Details of the health MoU were also revealed yesterday, with three specialists per year travelling to the Maldives as well as places for five Maldivian students to study medicine in Sri Lanka.
“Maldivians have been long standing consumers of the excellent education and health services in Sri Lanka. Under the agreement signed yesterday, the Maldives looks forward to further enhancing cooperation in the health sector, including in investing in human resources, recruitment of medical doctors and health professionals, and procurement of pharmaceuticals,” she added.
External Affairs Minister Peiris told press today that the agreements reached would have positive practical results for both nations, in particular new agreements on investment.
Trade between the two states grew by 40 percent last year, said Peiris, currently amounting to US$76 million – a figure he described as “satisfactory” with room for improvement.
“Major Sri Lankan investors are investing in the Maldives in a big way, particularly in tourism infrastructure,” he continued.
As part of today’s trip, a networking session was held in Malé for Sri Lanka’s business delegation, with Tourism Minister Ahmed Adeeb and Economic Development Minister Mohamed Saeed revealing details of investment opportunities in the Maldives.

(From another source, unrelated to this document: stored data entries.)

//! Human-readable report of duplicate groups and run statistics.
//!
//! # Layout
//!
//! ```text
//! files unchanged (golden) in: /data/golden
//! searching and removing duplicates in: /data/work
//!
//! (1) Found 3 duplicate files (size: 2.0 MiB) in '/data/':
//!  1:  K 'golden/a.jpg' [Sat Oct 17 09:05:01 2026]
//!  2:  S 'golden/copy/a.jpg' [Sat Oct 17 09:06:12 2026]
//!  3: *D 'work/a.jpg' [Sat Oct 17 10:00:00 2026] - DELETED
//! Total duplicates: 3, keep: 1, skipped (in golden): 1, deleted: 1/1
//! Complete in 0 minutes (2 sec.).
//! ```

use std::io::{self, Write};
use std::path::Path;
use std::time::{Duration, SystemTime};

use bytesize::ByteSize;
use chrono::{DateTime, Local};
use yansi::Paint;

use crate::resolution::{Deletion, GroupHeader, GroupReporter, ResolvedMember, Stats, Tag};

/// Timestamp layout matching C `ctime()`.
pub const CTIME_FORMAT: &str = "%a %b %e %H:%M:%S %Y";

/// Format a modification time in local time, ctime style.
#[must_use]
pub fn format_mtime(mtime: &Result<SystemTime, String>) -> String {
    match mtime {
        Ok(t) => DateTime::<Local>::from(*t).format(CTIME_FORMAT).to_string(),
        Err(e) => e.clone(),
    }
}

/// Format a byte count for display.
#[must_use]
pub fn format_size(bytes: u64) -> String {
    ByteSize::b(bytes).to_string()
}

/// Writes the per-group report as resolution proceeds.
pub struct TextReporter<W: Write> {
    out: W,
    color: bool,
    error: Option<io::Error>,
}

impl<W: Write> TextReporter<W> {
    /// Create a reporter writing to `out`.
    pub fn new(out: W, color: bool) -> Self {
        Self {
            out,
            color,
            error: None,
        }
    }

    /// Return the writer, or the first write error encountered.
    ///
    /// # Errors
    ///
    /// Returns the first I/O error raised while writing the report.
    pub fn finish(mut self) -> io::Result<W> {
        if let Some(e) = self.error.take() {
            return Err(e);
        }
        self.out.flush()?;
        Ok(self.out)
    }

    fn emit(&mut self, line: std::fmt::Arguments<'_>) {
        if self.error.is_some() {
            return;
        }
        if let Err(e) = self.out.write_fmt(line).and_then(|()| self.out.write_all(b"\n")) {
            log::warn!("Cannot write report: {}", e);
            self.error = Some(e);
        }
    }

    fn paint_tag(&self, tag: Tag) -> String {
        let marker = tag.marker();
        if !self.color {
            return marker.to_string();
        }
        match tag {
            Tag::Keep => marker.green().to_string(),
            Tag::Skip => marker.cyan().to_string(),
            Tag::Delete => marker.red().bold().to_string(),
        }
    }
}

impl<W: Write> GroupReporter for TextReporter<W> {
    fn on_group(&mut self, header: &GroupHeader) {
        self.emit(format_args!(
            "\n({}) Found {} duplicate files (size: {}) in '{}/':",
            header.position,
            header.count,
            format_size(header.size),
            header.prefix
        ));
    }

    fn on_member(&mut self, member: &ResolvedMember) {
        let suffix = match &member.deletion {
            Deletion::NotAttempted => String::new(),
            Deletion::Deleted => " - DELETED".to_string(),
            Deletion::Failed(message) => format!(" ERROR: {message}"),
        };
        let tag = self.paint_tag(member.tag);
        self.emit(format_args!(
            "{:2}: {} '{}' [{}]{}",
            member.position,
            tag,
            member.display,
            format_mtime(&member.mtime),
            suffix
        ));
    }
}

/// Write the opening lines naming the roots.
///
/// # Errors
///
/// Returns any I/O error from `out`.
pub fn write_roots<W: Write>(out: &mut W, work: &Path, golden: Option<&Path>) -> io::Result<()> {
    if let Some(golden) = golden {
        writeln!(out, "files unchanged (golden) in: {}", golden.display())?;
    }
    writeln!(out, "searching and removing duplicates in: {}", work.display())
}

/// Write the banner and one line per directory removed by cleanup.
///
/// # Errors
///
/// Returns any I/O error from `out`.
pub fn write_cleanup<W: Write>(out: &mut W, work: &Path, removed: &[std::path::PathBuf]) -> io::Result<()> {
    writeln!(out, "Deleting empty dir's in work ('{}')", work.display())?;
    for dir in removed {
        writeln!(out, "   empty directory removed: {}", dir.display())?;
    }
    Ok(())
}

/// Format the elapsed-time line.
#[must_use]
pub fn format_elapsed(elapsed: Duration) -> String {
    let secs = elapsed.as_secs();
    format!("Complete in {} minutes ({} sec.).", secs / 60, secs)
}

/// Write the statistics line followed by the elapsed-time line.
///
/// # Errors
///
/// Returns any I/O error from `out`.
pub fn write_summary<W: Write>(out: &mut W, stats: &Stats, elapsed: Duration) -> io::Result<()> {
    writeln!(out, "{stats}")?;
    writeln!(out, "{}", format_elapsed(elapsed))
}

Asked about discussions on Sri Lankan fishermen’s access to the travel through the Maldives’ territorial waters, Peiris said that such close allies had no need to hold official discussions “formally” about the right of innocent passage.
President Yameen had promised to explore during his corresponding trip to Sri Lanka in January, during which MoUs were signed regarding combating transnational crime , vocational training, and sports cooperation.